**WORK ORDER**
Stop after the line containing "u16, message: String": print each line exactly from the first line of the listing up to that point.

**RECORDS PROVIDED**
//! Credential authority port.
//!
//! The authority is an external identity provider that issues and validates
//! opaque bearer tokens and exposes a password sign-in/sign-up primitive.
//! This port is the only place the rest of the crate talks to it; the
//! application layer classifies [`AuthorityError`] into the domain
//! taxonomy, so implementations never need to know about gate policy.
//!
//! # Contract
//!
//! Implementations must:
//! - Return `AuthorityError::Rejected` only for explicit provider
//!   rejections (4xx), carrying the provider status and message.
//! - Return `AuthorityError::Unavailable` for anything ambiguous: network
//!   errors, timeouts, 5xx responses, unparseable bodies.
//! - Invalidate a refresh token once `refresh_session` succeeds with it
//!   (rotation is at-most-effective-once per refresh token).

use async_trait::async_trait;
use thiserror::Error;

use crate::domain::foundation::{Identity, IssuedSession, SignupOutcome, TokenPair};

/// Failure reported by the credential authority, before domain
/// classification.
///
/// The split matters more than the detail: `Rejected` is the authority
/// saying "no", `Unavailable` is us not knowing what the authority would
/// have said.
#[derive(Debug, Clone, Error, PartialEq, Eq)]
pub enum AuthorityError {
    /// The authority answered and explicitly refused.
    #[error("authority rejected the request ({status}): {message}")]
    Rejected { status: u16, message: String },

    /// The authority could not be reached or gave an ambiguous answer.
    #[error("authority unavailable: {0}")]
    Unavailable(String),
}

impl AuthorityError {
    pub fn rejected(status: u16, message: impl Into<String>) -> Self {
        Self::Rejected {
            status,
            message: message.into(),
        }
    }

    pub fn unavailable(message: impl Into<String>) -> Self {
        Self::Unavailable(message.into())
    }
}

/// External identity provider issuing and validating opaque session tokens.
#[async_trait]
pub trait CredentialAuthority: Send + Sync {
    /// Exchange email+password for an identity and a fresh token pair.
    async fn sign_in(&self, email: &str, password: &str)
        -> Result<IssuedSession, AuthorityError>;

    /// Create an account. The authority may defer session issuance until
    /// the email is confirmed, in which case the outcome carries no tokens.
    async fn sign_up(&self, email: &str, password: &str)
        -> Result<SignupOutcome, AuthorityError>;

    /// Resolve the identity behind an access token. Rejection means the
    /// token is invalid or expired.
    async fn get_user(&self, access_token: &str) -> Result<Identity, AuthorityError>;

    /// Exchange a refresh token for a new pair, invalidating the old
    /// refresh token.
    async fn refresh_session(&self, refresh_token: &str) -> Result<TokenPair, AuthorityError>;

    /// Revoke the session behind an access token.
    async fn sign_out(&self, access_token: &str) -> Result<(), AuthorityError>;
}

#[cfg(test)]
mod tests {
    use super::*;

    #[test]
    fn rejected_keeps_status_and_message() {
        let err = AuthorityError::rejected(401, "Invalid login credentials");
        assert_eq!(
            err,
            AuthorityError::Rejected {
                status: 401,
                message: "Invalid login credentials".into()
            }
        );
    }

    #[test]
    fn trait_is_object_safe_and_send_sync() {
        fn assert_send_sync<T: Send + Sync + ?Sized>() {}
        assert_send_sync::<dyn CredentialAuthority>();
        assert_send_sync::<std::sync::Arc<dyn CredentialAuthority>>();
    }
}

**ANSWER BOX**
//! Credential authority port.
//!
//! The authority is an external identity provider that issues and validates
//! opaque bearer tokens and exposes a password sign-in/sign-up primitive.
//! This port is the only place the rest of the crate talks to it; the
//! application layer classifies [`AuthorityError`] into the domain
//! taxonomy, so implementations never need to know about gate policy.
//!
//! # Contract
//!
//! Implementations must:
//! - Return `AuthorityError::Rejected` only for explicit provider
//!   rejections (4xx), carrying the provider status and message.
//! - Return `AuthorityError::Unavailable` for anything ambiguous: network
//!   errors, timeouts, 5xx responses, unparseable bodies.
//! - Invalidate a refresh token once `refresh_session` succeeds with it
//!   (rotation is at-most-effective-once per refresh token).

use async_trait::async_trait;
use thiserror::Error;

use crate::domain::foundation::{Identity, IssuedSession, SignupOutcome, TokenPair};

/// Failure reported by the credential authority, before domain
/// classification.
///
/// The split matters more than the detail: `Rejected` is the authority
/// saying "no", `Unavailable` is us not knowing what the authority would
/// have said.
#[derive(Debug, Clone, Error, PartialEq, Eq)]
pub enum AuthorityError {
    /// The authority answered and explicitly refused.
    #[error("authority rejected the request ({status}): {message}")]
    Rejected { status: u16, message: String },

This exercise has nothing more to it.